For a court (or other forensic evaluator), these tests are valuable because they provide insight into the validity of a patient’s self-report. For example, a test can suggest if the answers given are consistent—or not—with a normal population. Alternatively, a test might reveal a symptom pattern not consistent with any known genuine presentation of mental illnesses. The tests may help show a pattern of personality or behavior consistent with known clinical symptom patterns of mental illness that should be further explored in a psychiatric evaluation.

It is important that data from these tests be used to support any conclusions about a forensic question. Often, the court does not care solely about whether or not there is any mental dysfunction—only whether this dysfunction is relevant to some legal issue. For example, in a personal injury case, is the mental dysfunction due to a specific event?

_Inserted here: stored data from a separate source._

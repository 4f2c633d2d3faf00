//! Sequencing of device-control module calls.

use std::path::Path;
use std::sync::Arc;
use std::sync::atomic::{AtomicBool, Ordering};

use tokio::runtime::Handle;

use super::BindState;
use super::state::BindCell;
use crate::native::{ControlError, ControlModule, LogLevel};

/// Result of [`BindCoordinator::wait_bind`].
#[derive(Debug, Clone, Copy, PartialEq, Eq)]
pub enum WaitBindOutcome {
    /// The blocking wait was handed to a background thread.
    Dispatched,
    /// The module already reports a bound device; nothing was done.
    AlreadyBound,
    /// An earlier wait is still running; nothing was done.
    AlreadyWaiting,
}

/// Drives the device-control module: `init`, `start`, `wait_bind`, then
/// `is_bind` and `get_address_list` polling.
///
/// # Blocking
///
/// The module's wait for binding blocks until a device is bound. It always
/// runs on a blocking background thread; [`wait_bind`](Self::wait_bind)
/// returns immediately and completion is only observable through
/// [`is_bind`](Self::is_bind).
///
/// # Ordering
///
/// Calls are forwarded in whatever order they arrive. The module itself is
/// responsible for rejecting `start` or `wait_bind` before `init`.
pub struct BindCoordinator<C> {
    module: Arc<C>,
    runtime: Handle,
    state: Arc<BindCell>,
    initialized: AtomicBool,
    waiting: Arc<AtomicBool>,
}

impl<C: ControlModule> BindCoordinator<C> {
    /// Creates a coordinator in the [`BindState::Uninitialized`] state.
    ///
    /// # Arguments
    ///
    /// * `module` - The device-control module to drive
    /// * `runtime` - Runtime the blocking wait is spawned on
    #[must_use]
    pub fn new(module: Arc<C>, runtime: Handle) -> Self {
        Self {
            module,
            runtime,
            state: Arc::new(BindCell::new()),
            initialized: AtomicBool::new(false),
            waiting: Arc::new(AtomicBool::new(false)),
        }
    }

    /// Returns the coordinator's view of the bind lifecycle.
    #[must_use]
    pub fn state(&self) -> BindState {
        self.state.load()
    }

    /// Initializes the module once.
    ///
    /// Only a repeated `init` is skipped: a call after a successful `init`
    /// is logged and ignored, whatever else ran in between. A failed `init`
    /// can be retried.
    ///
    /// # Errors
    ///
    /// Returns the module's [`ControlError`] unchanged.
    pub fn init(&self, base_path: &Path, log_level: LogLevel) -> Result<(), ControlError> {
        if self
            .initialized
            .compare_exchange(false, true, Ordering::AcqRel, Ordering::Acquire)
            .is_err()
        {
            tracing::info!("Control module already initialized, ignoring init");
            return Ok(());
        }

        tracing::info!(
            "Initializing control module at {} (log level {log_level})",
            base_path.display()
        );
        match self.module.init(base_path, log_level) {
            Ok(()) => {
                self.state.raise(BindState::Initialized);
                Ok(())
            }
            Err(e) => {
                tracing::error!("Control module init failed: {e}");
                self.initialized.store(false, Ordering::Release);
                Err(e)
            }
        }
    }

    /// Starts the module's run loop unless the device is already bound.
    ///
    /// # Errors
    ///
    /// Returns the module's [`ControlError`] unchanged.
    pub fn start(&self) -> Result<(), ControlError> {
        if self.module.is_bind() {
            tracing::info!("Device already bound, skipping control start");
            self.state.raise(BindState::Bound);
            return Ok(());
        }

        self.module.start().inspect_err(|e| {
            tracing::error!("Control module start failed: {e}");
        })?;
        self.state.raise(BindState::Started);
        tracing::info!("Control module started");
        Ok(())
    }

    /// Waits for binding on a background thread and returns immediately.
    ///
    /// A failed wait is logged and returns the coordinator to
    /// [`BindState::Started`], so the caller may wait again.
    pub fn wait_bind(&self) -> WaitBindOutcome {
        if self.module.is_bind() {
            tracing::info!("Device already bound, skipping wait");
            self.state.raise(BindState::Bound);
            return WaitBindOutcome::AlreadyBound;
        }

        if self
            .waiting
            .compare_exchange(false, true, Ordering::AcqRel, Ordering::Acquire)
            .is_err()
        {
            tracing::debug!("Bind wait already running");
            return WaitBindOutcome::AlreadyWaiting;
        }

        self.state.store(BindState::WaitingForBind);
        tracing::info!("Waiting for device bind in background");

        let module = Arc::clone(&self.module);
        let state = Arc::clone(&self.state);
        let waiting = Arc::clone(&self.waiting);
        self.runtime.spawn_blocking(move || {
            match module.wait_bind() {
                Ok(()) => {
                    state.store(BindState::Bound);
                    tracing::info!("Device bound");
                }
                Err(e) => {
                    state.store(BindState::Started);
                    tracing::error!("Waiting for device bind failed: {e}");
                }
            }
            waiting.store(false, Ordering::Release);
        });

        WaitBindOutcome::Dispatched
    }

    /// Returns whether the device is bound, as reported by the module.
    #[must_use]
    pub fn is_bind(&self) -> bool {
        self.module.is_bind()
    }

    /// Returns the module's endpoints rendered as `ip:port`, in module order.
    #[must_use]
    pub fn get_address_list(&self) -> Vec<String> {
        self.module
            .address_list()
            .into_iter()
            .map(|addr| format!("{}:{}", addr.ip(), addr.port()))
            .collect()
    }
}

#[cfg(test)]
#[path = "coordinator_tests.rs"]
mod tests;
//! Log level selector shared by the native modules and the binary.

use std::fmt;
use std::str::FromStr;

use thiserror::Error;
use tracing::level_filters::LevelFilter;

/// Verbosity selector passed to the native modules.
///
/// Parsed case-insensitively from `off`, `error`, `warn` (or `warning`),
/// `info`, `debug` and `trace`.
#[derive(Debug, Clone, Copy, PartialEq, Eq, Hash, Default)]
pub enum LogLevel {
    /// Logging disabled.
    Off,
    /// Errors only.
    Error,
    /// Warnings and errors.
    Warn,
    /// Informational messages (default).
    #[default]
    Info,
    /// Debug output.
    Debug,
    /// Everything.
    Trace,
}

impl LogLevel {
    /// Returns the canonical lowercase name passed across the native boundary.
    #[must_use]
    pub const fn as_str(self) -> &'static str {
        match self {
            Self::Off => "off",
            Self::Error => "error",
            Self::Warn => "warn",
            Self::Info => "info",
            Self::Debug => "debug",
            Self::Trace => "trace",
        }
    }

    /// Returns the equivalent tracing filter.
    #[must_use]
    pub const fn to_level_filter(self) -> LevelFilter {
        match self {
            Self::Off => LevelFilter::OFF,
            Self::Error => LevelFilter::ERROR,
            Self::Warn => LevelFilter::WARN,
            Self::Info => LevelFilter::INFO,
            Self::Debug => LevelFilter::DEBUG,
            Self::Trace => LevelFilter::TRACE,
        }
    }
}

impl fmt::Display for LogLevel {
    fn fmt(&self, f: &mut fmt::Formatter<'_>) -> fmt::Result {
        f.write_str(self.as_str())
    }
}

/// Error returned for an unrecognized log level name.
#[derive(Debug, Clone, PartialEq, Eq, Error)]
#[error("Unknown log level '{0}': expected off, error, warn, info, debug or trace")]
pub struct ParseLogLevelError(pub String);

impl FromStr for LogLevel {
    type Err = ParseLogLevelError;

    fn from_str(s: &str) -> Result<Self, Self::Err> {
        match s.trim().to_ascii_lowercase().as_str() {
            "off" | "none" => Ok(Self::Off),
            "error" => Ok(Self::Error),
            "warn" | "warning" => Ok(Self::Warn),
            "info" => Ok(Self::Info),
            "debug" => Ok(Self::Debug),
            "trace" => Ok(Self::Trace),
            _ => Err(ParseLogLevelError(s.to_string())),
        }
    }
}
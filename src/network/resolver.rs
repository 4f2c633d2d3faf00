//! Host network queries and active IPv4 resolution.

use super::{ActiveNetwork, LinkProperties, NetworkCapabilities};

/// Trait for querying the host's network state.
///
/// # Design
///
/// - Each lookup is independent and may return `None` when the host has no
///   answer (no active network, capabilities not yet known, etc.)
/// - Implementations take a best-effort snapshot; callers never lock against
///   concurrent network transitions
/// - Enables dependency injection for testing with mock implementations
pub trait NetworkInfo: Send + Sync {
    /// Returns the network the host currently routes traffic through.
    fn active_network(&self) -> Option<ActiveNetwork>;

    /// Returns the capabilities of `network`.
    fn capabilities(&self, network: &ActiveNetwork) -> Option<NetworkCapabilities>;

    /// Returns the link properties (addresses) of `network`.
    fn link_properties(&self, network: &ActiveNetwork) -> Option<LinkProperties>;
}

impl<N: NetworkInfo + ?Sized> NetworkInfo for std::sync::Arc<N> {
    fn active_network(&self) -> Option<ActiveNetwork> {
        (**self).active_network()
    }

    fn capabilities(&self, network: &ActiveNetwork) -> Option<NetworkCapabilities> {
        (**self).capabilities(network)
    }

    fn link_properties(&self, network: &ActiveNetwork) -> Option<LinkProperties> {
        (**self).link_properties(network)
    }
}

/// Extracts the single usable IPv4 address of the active network.
///
/// Resolution never fails: every missing piece of information collapses to
/// an empty string, which downstream consumers treat as "no usable address".
#[derive(Debug, Clone)]
pub struct AddressResolver<N> {
    source: N,
}

impl<N: NetworkInfo> AddressResolver<N> {
    /// Creates a resolver over the given network source.
    #[must_use]
    pub const fn new(source: N) -> Self {
        Self { source }
    }

    /// Returns the underlying network source.
    #[must_use]
    pub const fn source(&self) -> &N {
        &self.source
    }

    /// Resolves the first IPv4 address of the active network.
    ///
    /// Returns an empty string when there is no active network, when its
    /// capabilities or link properties are unavailable, or when the link
    /// carries no IPv4 address.
    #[must_use]
    pub fn resolve_active_ipv4(&self) -> String {
        let Some(network) = self.source.active_network() else {
            tracing::debug!("No active network");
            return String::new();
        };

        let Some(capabilities) = self.source.capabilities(&network) else {
            tracing::debug!("No capabilities for network {}", network.name);
            return String::new();
        };

        let Some(link) = self.source.link_properties(&network) else {
            tracing::debug!("No link properties for network {}", network.name);
            return String::new();
        };

        match link.first_ipv4() {
            Some(address) => {
                tracing::trace!(
                    "Resolved {address} on {} ({})",
                    link.interface_name,
                    capabilities.transport
                );
                address.to_string()
            }
            None => {
                tracing::debug!("No IPv4 address on {}", link.interface_name);
                String::new()
            }
        }
    }
}
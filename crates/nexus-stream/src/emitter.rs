//! # Chunk Emitter
//!
//! The only path by which a session's events leave the controller. One
//! async gate orders chunks, heartbeats and the terminal event, so once
//! the terminal event is out nothing else for that session follows it.

use crate::session::{SessionPhase, StreamSession};
use nexus_types::payload::to_payload;
use nexus_types::{EventEnvelope, EventSink, EventState, Heartbeat, NexusError, StreamChunk};
use serde_json::Value;
use std::sync::Arc;
use std::time::Duration;
use tokio::sync::Mutex;

#[derive(Debug, Default)]
struct Gate {
    closed: bool,
    sequence: u64,
    chunk_since_tick: bool,
}

/// Emits `*:stream` chunks for one session. Cheap to clone.
#[derive(Clone)]
pub struct ChunkEmitter {
    request: Arc<EventEnvelope>,
    session: Arc<StreamSession>,
    sink: Arc<dyn EventSink>,
    gate: Arc<Mutex<Gate>>,
}

impl ChunkEmitter {
    pub(crate) fn new(request: Arc<EventEnvelope>, session: Arc<StreamSession>, sink: Arc<dyn EventSink>) -> Self {
        Self {
            request,
            session,
            sink,
            gate: Arc::new(Mutex::new(Gate::default())),
        }
    }

    /// Emit one chunk. Returns its sequence number, starting at 1.
    ///
    /// # Errors
    ///
    /// `Closed` once the session has ended; sink errors are passed through.
    pub async fn emit(&self, data: Value) -> Result<u64, NexusError> {
        let mut gate = self.gate.lock().await;
        if gate.closed {
            return Err(NexusError::Closed);
        }
        let sequence = gate.sequence + 1;
        let payload = to_payload(&StreamChunk { sequence, data })?;
        self.sink
            .emit(self.request.reply(EventState::Stream, payload))
            .await?;
        gate.sequence = sequence;
        gate.chunk_since_tick = true;
        self.session.record_chunk();
        Ok(sequence)
    }

    /// Emit a heartbeat unless a chunk went out since the previous tick.
    /// Returns whether one was sent.
    pub(crate) async fn heartbeat(&self, elapsed: Duration) -> Result<bool, NexusError> {
        let mut gate = self.gate.lock().await;
        if gate.closed {
            return Ok(false);
        }
        if std::mem::take(&mut gate.chunk_since_tick) {
            return Ok(false);
        }
        let count = self.session.record_heartbeat();
        let payload = to_payload(&Heartbeat::new(count, elapsed.as_millis() as u64))?;
        self.sink
            .emit(self.request.reply(EventState::Stream, payload))
            .await?;
        Ok(true)
    }

    /// Close the session and emit its terminal event.
    ///
    /// Returns `false` without emitting when the session already ended.
    pub(crate) async fn finish(
        &self,
        state: EventState,
        payload: Value,
        phase: SessionPhase,
    ) -> Result<bool, NexusError> {
        let mut gate = self.gate.lock().await;
        if gate.closed || !self.session.advance(phase) {
            return Ok(false);
        }
        gate.closed = true;
        self.sink.emit(self.request.reply(state, payload)).await?;
        Ok(true)
    }

    /// Chunks emitted so far.
    pub async fn sequence(&self) -> u64 {
        self.gate.lock().await.sequence
    }

    pub async fn is_closed(&self) -> bool {
        self.gate.lock().await.closed
    }
}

In a criminal case, did the dysfunction prevent a defendant from understanding the difference between right and wrong? The mere presence of dysfunction does not suffice to answer either question. So caution must be used when introducing neuropsychological or psychological tests. They should never be used as the only data point in a decision—doubly so, since they are not absolute but rather provide data on the likelihood that someone’s presentation is valid or consistent with other known populations.

Consider this fictional case study: a person in a car accident becomes involved in litigation in which they claim damages due to impairments in cognitive abilities. The plaintiff may undergo neuro-psychological and cognitive testing. (Litigation is often the first time someone undergoes formal neurocognitive testing.) If the plaintiff has cognitive skills that are in the 10th percentile of similar people, what does this say of the legal question of damages due to the car accident? The results could be due to brain injury or psychological trauma. They could be due to a pre-existing condition. They could represent the person’s baseline abilities. Maybe the evaluee was not giving full effort during the evaluation or was distracted due to anxiety and stress. The results could also be feigned for the legal case (malingering). As often happens in litigation, a combination of causes contributes to abnormal test results.

As another example, neuro-psychological testing of an elderly person may show cognitive dysfunction and a poor memory. This testing may be erroneously used to suggest they do not have testamentary capacity. However, if the person understands the nature and extent of her assets, the act of creating a will, the natural heirs of the property, and the disposition the will is making, then that person has testamentary capacity regardless of any psychological testing result.

While testing may provide data about the validity of one’s symptoms or compare one’s performance to a normalized sample, this data means nothing without a detailed psychosocial history, evaluation, and formulation.

Similarly, neuroimaging might also be introduced to provide evidence of impairment. The same principles of data from neuro-psychological testing should be applied: a resulting image may provide a data point, but it is not conclusive as to any particular legal issue. For instance, a large dark spot in the brain may (erroneously) be suggested to have caused behavioral problems. However, brain lesions often exist without causing behavioral problems—or reside in parts of the brain unrelated to the behavior in question. Brain imaging does not irrefutably prove anything, but it can provide a causal mechanism for impaired behavioral capacities which have already been shown to exist.

There is much more to say about neuroscience and neuroimaging in the courtroom, and I will elaborate in a future article.